(Collection entries)
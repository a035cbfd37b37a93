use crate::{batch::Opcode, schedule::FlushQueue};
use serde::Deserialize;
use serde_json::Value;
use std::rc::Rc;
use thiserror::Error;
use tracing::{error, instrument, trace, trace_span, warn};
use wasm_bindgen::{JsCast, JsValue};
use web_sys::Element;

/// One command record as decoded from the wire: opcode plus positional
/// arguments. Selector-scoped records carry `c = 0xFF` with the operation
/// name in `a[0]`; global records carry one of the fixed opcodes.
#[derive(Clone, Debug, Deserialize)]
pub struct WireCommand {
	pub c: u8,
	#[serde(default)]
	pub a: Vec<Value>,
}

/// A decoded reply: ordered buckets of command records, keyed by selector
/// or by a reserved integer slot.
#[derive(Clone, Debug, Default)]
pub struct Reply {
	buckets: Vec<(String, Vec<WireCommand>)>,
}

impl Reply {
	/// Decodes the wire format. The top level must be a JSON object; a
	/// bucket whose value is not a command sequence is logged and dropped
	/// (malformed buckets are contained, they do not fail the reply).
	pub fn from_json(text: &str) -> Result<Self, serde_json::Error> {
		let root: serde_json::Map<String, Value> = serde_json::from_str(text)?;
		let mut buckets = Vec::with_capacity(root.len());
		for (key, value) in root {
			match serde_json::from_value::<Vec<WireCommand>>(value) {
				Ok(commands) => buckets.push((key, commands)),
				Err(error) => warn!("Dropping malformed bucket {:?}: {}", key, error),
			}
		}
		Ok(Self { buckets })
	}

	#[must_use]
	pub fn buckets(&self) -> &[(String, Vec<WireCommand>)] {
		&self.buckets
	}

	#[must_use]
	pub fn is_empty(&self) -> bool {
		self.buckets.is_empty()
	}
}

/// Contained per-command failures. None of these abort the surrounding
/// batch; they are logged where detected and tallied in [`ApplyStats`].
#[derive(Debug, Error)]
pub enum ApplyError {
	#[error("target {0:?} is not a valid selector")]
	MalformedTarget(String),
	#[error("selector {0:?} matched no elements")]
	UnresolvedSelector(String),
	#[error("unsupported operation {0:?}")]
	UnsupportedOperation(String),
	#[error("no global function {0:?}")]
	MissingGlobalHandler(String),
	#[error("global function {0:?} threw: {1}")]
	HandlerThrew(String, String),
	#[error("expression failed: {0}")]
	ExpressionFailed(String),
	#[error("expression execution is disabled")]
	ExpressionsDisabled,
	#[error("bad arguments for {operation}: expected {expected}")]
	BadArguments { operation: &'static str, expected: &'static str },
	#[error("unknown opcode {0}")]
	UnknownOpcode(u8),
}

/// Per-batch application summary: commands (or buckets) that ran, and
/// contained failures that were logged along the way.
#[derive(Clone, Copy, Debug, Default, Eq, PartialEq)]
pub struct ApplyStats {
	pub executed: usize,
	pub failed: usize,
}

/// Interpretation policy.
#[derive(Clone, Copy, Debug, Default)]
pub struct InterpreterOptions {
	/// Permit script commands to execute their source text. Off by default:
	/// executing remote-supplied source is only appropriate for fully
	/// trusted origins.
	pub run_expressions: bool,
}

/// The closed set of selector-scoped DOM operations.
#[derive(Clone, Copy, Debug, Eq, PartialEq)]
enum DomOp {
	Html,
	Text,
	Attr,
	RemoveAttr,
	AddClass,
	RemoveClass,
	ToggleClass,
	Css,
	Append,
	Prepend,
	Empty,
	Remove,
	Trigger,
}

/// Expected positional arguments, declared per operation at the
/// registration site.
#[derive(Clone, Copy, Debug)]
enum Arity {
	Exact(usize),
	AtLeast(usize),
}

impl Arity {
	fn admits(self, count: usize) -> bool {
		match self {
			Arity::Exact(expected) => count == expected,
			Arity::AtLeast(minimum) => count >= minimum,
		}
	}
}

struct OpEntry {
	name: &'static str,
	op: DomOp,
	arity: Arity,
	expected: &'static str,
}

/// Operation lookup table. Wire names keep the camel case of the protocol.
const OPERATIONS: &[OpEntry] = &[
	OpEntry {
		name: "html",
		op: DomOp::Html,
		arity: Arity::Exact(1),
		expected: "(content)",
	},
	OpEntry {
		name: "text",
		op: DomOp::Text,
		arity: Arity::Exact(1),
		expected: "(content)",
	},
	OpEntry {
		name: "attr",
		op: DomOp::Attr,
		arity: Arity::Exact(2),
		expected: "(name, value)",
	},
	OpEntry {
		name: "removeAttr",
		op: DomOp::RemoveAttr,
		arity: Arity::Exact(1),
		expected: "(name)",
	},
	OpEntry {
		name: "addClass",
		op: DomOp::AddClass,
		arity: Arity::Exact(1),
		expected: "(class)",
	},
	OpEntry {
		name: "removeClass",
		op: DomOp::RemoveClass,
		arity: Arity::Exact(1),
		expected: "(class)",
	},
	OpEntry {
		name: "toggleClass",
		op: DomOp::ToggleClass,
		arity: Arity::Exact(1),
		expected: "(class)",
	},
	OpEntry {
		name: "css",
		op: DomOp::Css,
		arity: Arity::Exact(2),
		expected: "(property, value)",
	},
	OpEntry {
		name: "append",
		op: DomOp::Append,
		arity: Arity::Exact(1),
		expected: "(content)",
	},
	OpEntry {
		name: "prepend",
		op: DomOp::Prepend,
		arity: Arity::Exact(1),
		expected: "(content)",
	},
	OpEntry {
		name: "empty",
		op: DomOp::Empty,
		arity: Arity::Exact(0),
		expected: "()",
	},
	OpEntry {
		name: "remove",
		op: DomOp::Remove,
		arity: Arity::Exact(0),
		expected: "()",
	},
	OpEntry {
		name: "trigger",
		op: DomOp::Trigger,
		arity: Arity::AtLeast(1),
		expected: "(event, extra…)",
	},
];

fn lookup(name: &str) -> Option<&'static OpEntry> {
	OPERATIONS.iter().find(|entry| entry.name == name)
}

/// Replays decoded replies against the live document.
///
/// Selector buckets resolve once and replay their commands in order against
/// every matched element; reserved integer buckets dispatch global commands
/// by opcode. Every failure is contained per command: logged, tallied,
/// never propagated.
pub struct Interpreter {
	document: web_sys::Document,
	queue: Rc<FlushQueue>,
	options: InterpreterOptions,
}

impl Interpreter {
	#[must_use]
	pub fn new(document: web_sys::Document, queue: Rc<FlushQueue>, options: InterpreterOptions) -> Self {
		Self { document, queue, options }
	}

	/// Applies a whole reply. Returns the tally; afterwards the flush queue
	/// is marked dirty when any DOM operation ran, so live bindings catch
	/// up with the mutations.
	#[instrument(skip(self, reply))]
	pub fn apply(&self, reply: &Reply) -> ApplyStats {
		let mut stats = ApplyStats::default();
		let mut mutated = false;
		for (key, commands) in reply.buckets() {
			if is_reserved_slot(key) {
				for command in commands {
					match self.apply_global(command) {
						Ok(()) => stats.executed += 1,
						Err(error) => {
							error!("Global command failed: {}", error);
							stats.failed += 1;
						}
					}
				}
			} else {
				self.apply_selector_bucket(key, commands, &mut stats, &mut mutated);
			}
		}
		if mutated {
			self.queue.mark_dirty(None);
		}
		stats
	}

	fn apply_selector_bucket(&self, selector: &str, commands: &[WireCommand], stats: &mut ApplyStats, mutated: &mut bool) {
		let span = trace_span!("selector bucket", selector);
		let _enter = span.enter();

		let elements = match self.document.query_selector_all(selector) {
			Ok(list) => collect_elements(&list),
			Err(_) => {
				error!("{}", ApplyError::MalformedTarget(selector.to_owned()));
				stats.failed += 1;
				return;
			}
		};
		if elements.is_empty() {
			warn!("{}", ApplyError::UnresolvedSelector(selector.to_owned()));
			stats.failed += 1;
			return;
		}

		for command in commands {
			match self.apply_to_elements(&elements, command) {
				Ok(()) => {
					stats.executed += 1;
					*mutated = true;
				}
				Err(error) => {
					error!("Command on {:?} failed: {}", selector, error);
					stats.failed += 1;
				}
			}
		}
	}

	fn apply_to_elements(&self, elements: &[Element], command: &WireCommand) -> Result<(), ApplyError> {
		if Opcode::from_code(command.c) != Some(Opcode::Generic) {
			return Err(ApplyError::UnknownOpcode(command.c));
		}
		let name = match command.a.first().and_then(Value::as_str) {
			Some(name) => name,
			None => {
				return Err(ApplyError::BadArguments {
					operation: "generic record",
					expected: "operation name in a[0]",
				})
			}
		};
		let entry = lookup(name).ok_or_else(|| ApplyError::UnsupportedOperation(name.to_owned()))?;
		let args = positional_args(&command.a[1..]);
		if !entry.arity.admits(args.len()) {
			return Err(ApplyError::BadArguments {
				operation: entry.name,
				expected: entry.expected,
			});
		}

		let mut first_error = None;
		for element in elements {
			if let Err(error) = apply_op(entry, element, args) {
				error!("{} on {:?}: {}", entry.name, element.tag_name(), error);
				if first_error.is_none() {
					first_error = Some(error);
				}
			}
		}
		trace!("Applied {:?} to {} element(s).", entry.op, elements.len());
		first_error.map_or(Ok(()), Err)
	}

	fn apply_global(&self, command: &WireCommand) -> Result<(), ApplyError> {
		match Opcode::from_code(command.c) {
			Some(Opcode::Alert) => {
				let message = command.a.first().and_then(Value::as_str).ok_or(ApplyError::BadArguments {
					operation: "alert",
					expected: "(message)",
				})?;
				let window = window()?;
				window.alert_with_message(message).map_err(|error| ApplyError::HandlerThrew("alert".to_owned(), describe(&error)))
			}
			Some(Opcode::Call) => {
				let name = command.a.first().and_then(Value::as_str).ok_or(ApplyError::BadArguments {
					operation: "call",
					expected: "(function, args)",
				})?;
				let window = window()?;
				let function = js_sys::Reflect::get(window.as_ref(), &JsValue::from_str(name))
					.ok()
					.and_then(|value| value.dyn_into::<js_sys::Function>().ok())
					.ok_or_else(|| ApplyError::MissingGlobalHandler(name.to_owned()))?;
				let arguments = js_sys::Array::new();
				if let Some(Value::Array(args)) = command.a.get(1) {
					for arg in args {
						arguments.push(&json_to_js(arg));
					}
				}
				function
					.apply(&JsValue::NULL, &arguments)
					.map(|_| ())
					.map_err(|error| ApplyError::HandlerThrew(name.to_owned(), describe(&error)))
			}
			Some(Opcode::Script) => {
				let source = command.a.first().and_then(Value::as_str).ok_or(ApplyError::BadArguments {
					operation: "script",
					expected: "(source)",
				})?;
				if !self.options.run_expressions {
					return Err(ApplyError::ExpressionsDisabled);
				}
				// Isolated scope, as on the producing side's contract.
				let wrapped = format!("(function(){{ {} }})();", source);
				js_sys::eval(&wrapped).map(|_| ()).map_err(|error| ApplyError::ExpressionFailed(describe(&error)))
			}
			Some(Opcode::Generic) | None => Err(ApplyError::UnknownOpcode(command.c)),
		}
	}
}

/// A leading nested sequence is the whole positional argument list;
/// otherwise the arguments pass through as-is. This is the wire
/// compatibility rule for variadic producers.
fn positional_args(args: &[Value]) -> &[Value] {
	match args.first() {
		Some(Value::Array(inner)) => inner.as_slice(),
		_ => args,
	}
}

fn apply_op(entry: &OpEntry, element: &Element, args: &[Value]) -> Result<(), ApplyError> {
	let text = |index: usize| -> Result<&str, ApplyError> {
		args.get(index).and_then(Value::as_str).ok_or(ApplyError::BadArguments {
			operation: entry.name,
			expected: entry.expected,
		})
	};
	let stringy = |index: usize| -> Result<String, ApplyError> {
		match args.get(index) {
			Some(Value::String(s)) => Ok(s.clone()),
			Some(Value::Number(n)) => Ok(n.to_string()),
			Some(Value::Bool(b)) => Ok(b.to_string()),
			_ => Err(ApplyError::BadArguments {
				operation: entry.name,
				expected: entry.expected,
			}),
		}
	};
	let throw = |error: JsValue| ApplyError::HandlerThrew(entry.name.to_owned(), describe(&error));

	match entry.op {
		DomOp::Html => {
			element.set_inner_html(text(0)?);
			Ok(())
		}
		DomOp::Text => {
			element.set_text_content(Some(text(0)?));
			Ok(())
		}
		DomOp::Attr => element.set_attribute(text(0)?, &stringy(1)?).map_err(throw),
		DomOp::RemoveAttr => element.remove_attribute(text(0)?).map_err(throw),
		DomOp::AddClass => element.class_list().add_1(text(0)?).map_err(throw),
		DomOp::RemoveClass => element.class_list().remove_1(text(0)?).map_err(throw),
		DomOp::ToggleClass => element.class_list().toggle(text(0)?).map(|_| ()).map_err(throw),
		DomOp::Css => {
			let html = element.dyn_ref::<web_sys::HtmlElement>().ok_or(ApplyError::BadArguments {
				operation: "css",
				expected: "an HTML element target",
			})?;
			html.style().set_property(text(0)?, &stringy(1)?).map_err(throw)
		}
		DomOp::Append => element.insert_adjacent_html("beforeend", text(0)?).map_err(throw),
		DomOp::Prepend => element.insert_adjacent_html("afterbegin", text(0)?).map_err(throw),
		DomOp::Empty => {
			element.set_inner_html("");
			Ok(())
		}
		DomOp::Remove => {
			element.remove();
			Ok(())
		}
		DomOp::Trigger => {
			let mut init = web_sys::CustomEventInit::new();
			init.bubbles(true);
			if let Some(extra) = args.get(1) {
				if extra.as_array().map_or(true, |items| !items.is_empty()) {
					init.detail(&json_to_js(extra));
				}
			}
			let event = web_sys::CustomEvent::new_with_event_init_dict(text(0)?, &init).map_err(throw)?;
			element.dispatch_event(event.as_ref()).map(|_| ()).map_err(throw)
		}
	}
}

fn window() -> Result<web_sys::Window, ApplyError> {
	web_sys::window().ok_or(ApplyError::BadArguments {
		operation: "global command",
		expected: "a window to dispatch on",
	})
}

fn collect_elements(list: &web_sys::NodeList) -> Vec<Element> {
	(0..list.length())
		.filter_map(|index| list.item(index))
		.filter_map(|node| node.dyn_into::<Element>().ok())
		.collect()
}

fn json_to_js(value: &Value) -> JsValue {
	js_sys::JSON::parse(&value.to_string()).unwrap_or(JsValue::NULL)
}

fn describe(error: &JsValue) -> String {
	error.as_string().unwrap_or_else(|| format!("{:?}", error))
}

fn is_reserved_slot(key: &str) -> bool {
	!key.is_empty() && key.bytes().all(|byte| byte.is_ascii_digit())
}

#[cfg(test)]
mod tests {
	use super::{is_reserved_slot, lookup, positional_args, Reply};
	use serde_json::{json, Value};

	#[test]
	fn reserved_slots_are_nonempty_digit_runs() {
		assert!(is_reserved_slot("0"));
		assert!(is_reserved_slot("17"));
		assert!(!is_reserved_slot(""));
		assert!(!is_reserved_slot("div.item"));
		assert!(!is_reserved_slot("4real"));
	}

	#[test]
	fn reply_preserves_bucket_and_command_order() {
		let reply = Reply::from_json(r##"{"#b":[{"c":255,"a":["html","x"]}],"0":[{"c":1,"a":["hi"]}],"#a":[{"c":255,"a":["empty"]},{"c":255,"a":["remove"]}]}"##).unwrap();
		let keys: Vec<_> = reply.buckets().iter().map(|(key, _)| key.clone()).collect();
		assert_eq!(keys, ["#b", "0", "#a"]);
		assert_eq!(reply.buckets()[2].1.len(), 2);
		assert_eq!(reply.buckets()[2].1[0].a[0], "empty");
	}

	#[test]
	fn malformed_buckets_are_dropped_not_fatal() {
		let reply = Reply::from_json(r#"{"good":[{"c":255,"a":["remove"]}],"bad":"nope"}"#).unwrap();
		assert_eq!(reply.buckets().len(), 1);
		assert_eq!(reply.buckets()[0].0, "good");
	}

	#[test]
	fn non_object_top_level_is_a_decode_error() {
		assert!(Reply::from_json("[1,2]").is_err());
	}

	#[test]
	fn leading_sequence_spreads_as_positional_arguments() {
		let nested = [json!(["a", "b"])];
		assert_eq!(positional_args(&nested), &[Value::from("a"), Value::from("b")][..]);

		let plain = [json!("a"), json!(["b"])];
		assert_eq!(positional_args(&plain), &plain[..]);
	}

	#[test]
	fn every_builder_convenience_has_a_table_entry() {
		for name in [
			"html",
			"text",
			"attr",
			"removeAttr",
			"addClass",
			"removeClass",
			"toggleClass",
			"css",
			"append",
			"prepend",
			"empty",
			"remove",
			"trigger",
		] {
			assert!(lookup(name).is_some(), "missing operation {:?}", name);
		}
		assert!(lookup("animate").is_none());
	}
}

_Aim of the exercise_: All lines of the records containing "whole" should be shown.

_Exercise result_:
	/// Applies a whole reply. Returns the tally; afterwards the flush queue
/// A leading nested sequence is the whole positional argument list;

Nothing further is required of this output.